Harris aims to create a more entertaining and inclusive atmosphere than at Denver Fashion Week, but with the same level of hype. "That's the ultimate goal," he says, "making an environment for a fashion show that can bring in all brands, not just a particular brand." To distinguish the Life of Fashion from ordinary fashion shows, there will be performances by Jay Triiiple, Troy Good and Sanaa Raelyn during the show, as well as tunes spun by DJ Simone Says and KDJ Above.

click to enlarge Eric Harris (right) has been throwing events in Colorado for over six years. - 85 STUDIOS
Eric Harris (right) has been throwing events in Colorado for over six years.
85 Studios
The designers on the runway at Life of Fashion are designers who may not conform to Denver Fashion Week's traditions, and that's exactly what Harris intended.

"Overall, it's a lot of urban wear, streetwear, even winter gear: skiing stuff, glasses, equipment," he says. "A lot of different people don't get the chance to show their product, either because they don't know how or some of the platforms are so stuck in their ways, they're not allowing new people to show their product. They'd just rather stay consistent with what they know. And there's nothing wrong with that, but when you have a community of all demographics from around the world, some avenues should be open for everybody."

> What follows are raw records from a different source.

//! Offline simulation: replay production missed while the game was not
//! running, without stepping frame by frame.
//!
//! Each production line works through its current job at `rate` cost units
//! per second. A finished job pays `reward_per_completion` and the next job
//! starts with cost and reward scaled by their growth factors. Lines are
//! independent; their rewards are summed.
//!
//! The returned total is raw. Callers discount it by
//! [`OfflinePolicy::efficiency`] and pass it through the governor before
//! crediting anyone.

use serde::{Deserialize, Serialize};
use tracing::debug;

#[derive(Clone, Copy, Debug, PartialEq, Serialize, Deserialize)]
#[serde(rename_all = "camelCase", default)]
pub struct OfflinePolicy {
    /// Replay at most this much time, however long the player was away.
    pub cap_hours: f64,
    /// Fraction of the raw offline total that is worth awarding.
    pub efficiency: f64,
    /// Absences at or below this are ignored.
    pub resume_threshold_secs: f64,
    /// Per-line completion limit for a single replay.
    pub max_completions: u64,
}

impl Default for OfflinePolicy {
    fn default() -> Self {
        Self {
            cap_hours: 6.0,
            efficiency: 0.30,
            resume_threshold_secs: 1.0,
            max_completions: 1_000_000,
        }
    }
}

impl OfflinePolicy {
    pub fn cap_secs(&self) -> f64 {
        self.cap_hours * 3600.0
    }
}

#[derive(Clone, Copy, Debug, PartialEq, Serialize, Deserialize)]
#[serde(rename_all = "camelCase")]
pub struct ProductionLine {
    /// Cost units worked off per second.
    pub rate: f64,
    pub reward_per_completion: f64,
    /// Full cost of the current job.
    pub cost_to_complete: f64,
    /// Cost still outstanding on the current job.
    pub remaining: f64,
    pub cost_growth: f64,
    pub reward_growth: f64,
    pub completions: u64,
}

impl ProductionLine {
    /// Line with constant cost and reward, starting a fresh job.
    pub fn new(rate: f64, reward_per_completion: f64, cost_to_complete: f64) -> Self {
        Self {
            rate,
            reward_per_completion,
            cost_to_complete,
            remaining: cost_to_complete,
            cost_growth: 1.0,
            reward_growth: 1.0,
            completions: 0,
        }
    }

    pub fn with_growth(mut self, cost_growth: f64, reward_growth: f64) -> Self {
        self.cost_growth = cost_growth;
        self.reward_growth = reward_growth;
        self
    }

    fn is_workable(&self) -> bool {
        self.rate.is_finite()
            && self.rate > 0.0
            && self.remaining.is_finite()
            && self.remaining > 0.0
            && self.cost_to_complete.is_finite()
            && self.cost_to_complete > 0.0
    }

    /// Work for up to `secs`. Returns the reward earned.
    fn advance(&mut self, secs: f64, max_completions: u64) -> f64 {
        let mut remain = secs;
        let mut earned = 0.0;
        let mut done = 0u64;
        while remain > 0.0 && done < max_completions && self.is_workable() {
            let t_finish = self.remaining / self.rate;
            if t_finish <= remain {
                if self.reward_per_completion.is_finite() && self.reward_per_completion > 0.0 {
                    earned += self.reward_per_completion;
                }
                remain -= t_finish;
                done += 1;
                self.completions += 1;
                self.cost_to_complete *= self.cost_growth;
                self.reward_per_completion *= self.reward_growth;
                self.remaining = self.cost_to_complete;
            } else {
                self.remaining -= self.rate * remain;
                remain = 0.0;
            }
        }
        earned
    }
}

#[derive(Clone, Copy, Debug, Default)]
pub struct OfflineSimulator {
    pub policy: OfflinePolicy,
}

impl OfflineSimulator {
    pub fn new(policy: OfflinePolicy) -> Self {
        Self { policy }
    }

    /// Replay `elapsed_secs` (capped) across `lines`, advancing their progress
    /// in place. Returns the raw total; 0 for non-positive elapsed time.
    pub fn simulate(&self, elapsed_secs: f64, lines: &mut [ProductionLine]) -> f64 {
        if !(elapsed_secs > 0.0) {
            return 0.0;
        }
        let secs = elapsed_secs.min(self.policy.cap_secs());
        let total: f64 = lines
            .iter_mut()
            .map(|line| line.advance(secs, self.policy.max_completions))
            .sum();
        debug!(elapsed_secs, simulated_secs = secs, lines = lines.len(), total, "offline replay");
        total
    }

    /// Raw total discounted by the offline efficiency factor.
    pub fn discounted(&self, raw: f64) -> f64 {
        raw * self.policy.efficiency
    }
}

The runway show, hosted by Milk Chris and Maria Loreto from The Session, will include items from the brands GoGang, Everything Charizma, Living Our Reality, King of the 303, 5 Points Apparel, My Generation T's, Debonair Streetwear, Get Busy Livin, Cold World and Lavish Queens Fabrics, many of which are Black-owned and based in Colorado. Harris wanted to focus on local brands in particular, so he could potentially introduce them to repeat customers. He has high hopes for the companies participating, he says: "It's to draw the revenue and their client base to them. Our goals are to grow their company brand by at least 50 percent revenue after doing the fashion show with us."

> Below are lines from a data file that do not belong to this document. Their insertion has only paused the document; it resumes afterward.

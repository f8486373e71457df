//! Steady-state preview for the emission governor.
//!
//! Runs a private governor against a synthetic player who earns a fixed raw
//! amount every second, one whole sampling window per refinement step, and
//! reports where the difficulty factor settles. Useful when picking
//! [`GovernorTuning`] or checking a new emission budget before shipping it.
//!
//! The cap is lifted for the preview so that only the rate controller is
//! measured.

use std::cell::RefCell;
use std::rc::Rc;

use bevy_prng::WyRand;
use rand_core::SeedableRng;

use crate::mechanics::{control, stoch};
use crate::refine_det;
use crate::systems::emission_governor::{EmissionSchedule, Governor, GovernorTuning, WindowSample};
use crate::systems::sdk::{MS_PER_SEC, Millis, Outcome};

#[derive(Clone, Copy, Debug)]
pub struct SyntheticPlayer {
    pub raw_per_sec: f64,
    /// Relative Gaussian noise on each second's earnings; 0 for a steady player.
    pub jitter: f64,
    pub seed: u64,
}

impl SyntheticPlayer {
    pub fn steady(raw_per_sec: f64) -> Self {
        Self { raw_per_sec, jitter: 0.0, seed: 0 }
    }
}

#[derive(Clone, Copy, Debug, Default)]
pub struct WindowObs {
    pub observed_per_min: f64,
    pub difficulty: f64,
}

/// θ = difficulty, π = the last window's observed award rate.
///
/// Converged when the observed rate sits inside the dead band, or the
/// difficulty is pinned at a bound and cannot move further.
pub fn preview(
    schedule: EmissionSchedule,
    tuning: GovernorTuning,
    player: SyntheticPlayer,
    max_windows: usize,
) -> Outcome<f64, WindowObs> {
    let uncapped = EmissionSchedule { daily_cap: f64::INFINITY, ..schedule };
    let gov = Rc::new(RefCell::new(Governor::new(uncapped, tuning, 0)));
    let rng = RefCell::new(WyRand::from_seed(player.seed.to_le_bytes()));
    let clock = Rc::new(RefCell::new(0 as Millis));
    let last = Rc::new(RefCell::new(WindowObs {
        observed_per_min: 0.0,
        difficulty: gov.borrow().difficulty(),
    }));
    let iters = Rc::new(RefCell::new(0usize));
    let done = Rc::new(RefCell::new(false));

    let simulate = {
        let gov = Rc::clone(&gov);
        let clock = Rc::clone(&clock);
        move |_d: &f64| -> Option<WindowSample> {
            let mut g = gov.borrow_mut();
            let secs = (tuning.window_ms.saturating_add(MS_PER_SEC - 1) / MS_PER_SEC).max(1);
            for _ in 0..secs {
                let now = *clock.borrow();
                g.award(player.raw_per_sec * stoch::rate_noise(&rng, player.jitter), now);
                *clock.borrow_mut() = now + MS_PER_SEC;
            }
            g.tick(*clock.borrow())
        }
    };

    let measure = |s: &Option<WindowSample>| -> WindowObs {
        s.map_or_else(WindowObs::default, |s| WindowObs {
            observed_per_min: s.observed_per_min,
            difficulty: s.difficulty_after,
        })
    };

    let update = {
        let last = Rc::clone(&last);
        move |_d: &f64, o: &WindowObs| -> f64 {
            *last.borrow_mut() = *o;
            o.difficulty
        }
    };

    let converged = {
        let last = Rc::clone(&last);
        let iters = Rc::clone(&iters);
        let done = Rc::clone(&done);
        let target = schedule.coins_per_user_min;
        move |before: &f64, after: &f64| -> bool {
            *iters.borrow_mut() += 1;
            let o = last.borrow();
            let pinned = before == after
                && (*after <= tuning.min_difficulty || *after >= tuning.max_difficulty);
            let ok = control::within_band(o.observed_per_min, target, tuning.band) || pinned;
            if ok {
                *done.borrow_mut() = true;
            }
            ok
        }
    };

    let theta0 = gov.borrow().difficulty();
    let theta = refine_det(theta0, simulate, measure, update, converged, max_windows);

    let obs = *last.borrow();
    let iters = *iters.borrow();
    let converged = *done.borrow();
    Outcome { theta, obs, iters, converged }
}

Just as the Life of Fashion is not your typical fashion show, the Rick Ross concert afterward will not be your typical concert.

"Most concerts that you see in Denver are just basically stand-up concerts, going to the bar, waiting on the artist to perform, the artist performs — that's it. This concert is different," Harris promises. "There will be things to interact with, not just standing in one spot looking crazy the whole night. We'll be giving away shots through the night, giving away bottles. It'll be a lot of activity going on so people don't feel like, 'Oh, this is boring — I'm going to be standing up for three hours just waiting for the artist to come on stage.'"

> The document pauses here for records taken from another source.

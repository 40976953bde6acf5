//! Bounded loading of input files.
//!
//! The file is size-checked against [`IoConfig`] and memory-mapped; the
//! mapping itself backs the immutable [`RawImage`] that the ELF reader borrows from.

pub mod error;

use crate::config::IoConfig;
use crate::io::error::{IoError, Result};
use bytes::Bytes;
use memmap2::Mmap;
use std::fs::File;
use std::path::{Path, PathBuf};
use tracing::{debug, warn};

/// The entire contents of an input file, read-only after loading.
#[derive(Debug, Clone, PartialEq, Eq)]
pub struct RawImage {
    path: Option<PathBuf>,
    bytes: Bytes,
}

impl RawImage {
    /// Wrap bytes that did not come from a file.
    pub fn from_bytes(bytes: impl Into<Bytes>) -> Self {
        Self {
            path: None,
            bytes: bytes.into(),
        }
    }

    pub fn path(&self) -> Option<&Path> {
        self.path.as_deref()
    }

    pub fn as_bytes(&self) -> &[u8] {
        &self.bytes
    }

    pub fn len(&self) -> usize {
        self.bytes.len()
    }

    pub fn is_empty(&self) -> bool {
        self.bytes.is_empty()
    }
}

/// Loads files into [`RawImage`]s under a size limit.
#[derive(Debug, Clone, Default)]
pub struct ImageReader {
    limits: IoConfig,
}

impl ImageReader {
    pub fn new(limits: IoConfig) -> Self {
        Self { limits }
    }

    /// Read the whole file at `path`.
    ///
    /// Fails with `IoError::FileTooLarge` before mapping anything when the
    /// file exceeds `max_file_size`.
    pub fn load<P: AsRef<Path>>(&self, path: P) -> Result<RawImage> {
        let path = path.as_ref();
        let file = File::open(path)?;
        let file_size = file.metadata()?.len();

        debug!(
            path = %path.display(),
            size = file_size,
            limits.max_file_size = self.limits.max_file_size,
            "Loading input file"
        );

        if file_size > self.limits.max_file_size {
            warn!(
                path = %path.display(),
                size = file_size,
                limit = self.limits.max_file_size,
                "File is too large"
            );
            return Err(IoError::FileTooLarge {
                limit: self.limits.max_file_size,
                found: file_size,
            });
        }

        // memmap cannot map empty files
        let bytes = if file_size == 0 {
            Bytes::new()
        } else {
            // Safety: read-only map of a regular file. The map is owned by the
            // returned `Bytes` and unmapped when the last clone is dropped.
            let map = unsafe { Mmap::map(&file)? };
            Bytes::from_owner(map)
        };

        Ok(RawImage {
            path: Some(path.to_path_buf()),
            bytes,
        })
    }
}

In addition to Rick Ross, there's a jam-packed lineup of some of Denver's finest performers, including AP, A Meazy, Mo-Luv and Tana 10 Birdz, who'll keep the party going strong between the fashion show and concert. "We'll have a cocktail hour in between with DJs playing, bars will be open, we'll have a 360-degree photo booth, the experience will be amazing," Harris says. "So if you have a ticket to both, you don't have to leave at all. And if you have VIP tickets, we actually have a VIP experience in the upper sky-bar level."

ReelWorks Denver will host the Life of Fashion show, as well as the Rick Ross concert. - REELWORKS DENVER
ReelWorks Denver will host the Life of Fashion show, as well as the Rick Ross concert.
ReelWorks Denver
What do you wear to an event like this? Harris has some suggestions. "Attendees should just look presentable. The reason I say that is, Denver is such a hard market to control with the dressing. They're so used to being lax with the dressing," he says with a laugh. "There's not a strict dress code like suit and tie or anything like that, because it's a concert, but we are telling people to come looking correct. Casual, presentable, something that you'd want to wear out. And no gang attire. Due to the fact that we're bringing Rick Ross, you should want to come stunting, you should want to look on par."

Show up, show out and get ready for a wild night with one of the most iconic names in rap.

The Life of Fashion, presented by Kush Alumni, runs from 3 to 7 p.m. Sunday, February 20, at ReelWorks, 1399 35th Street. The after-party with Rick Ross, also at ReelWorks, is 9 p.m. to 1 a.m. Ticket prices vary.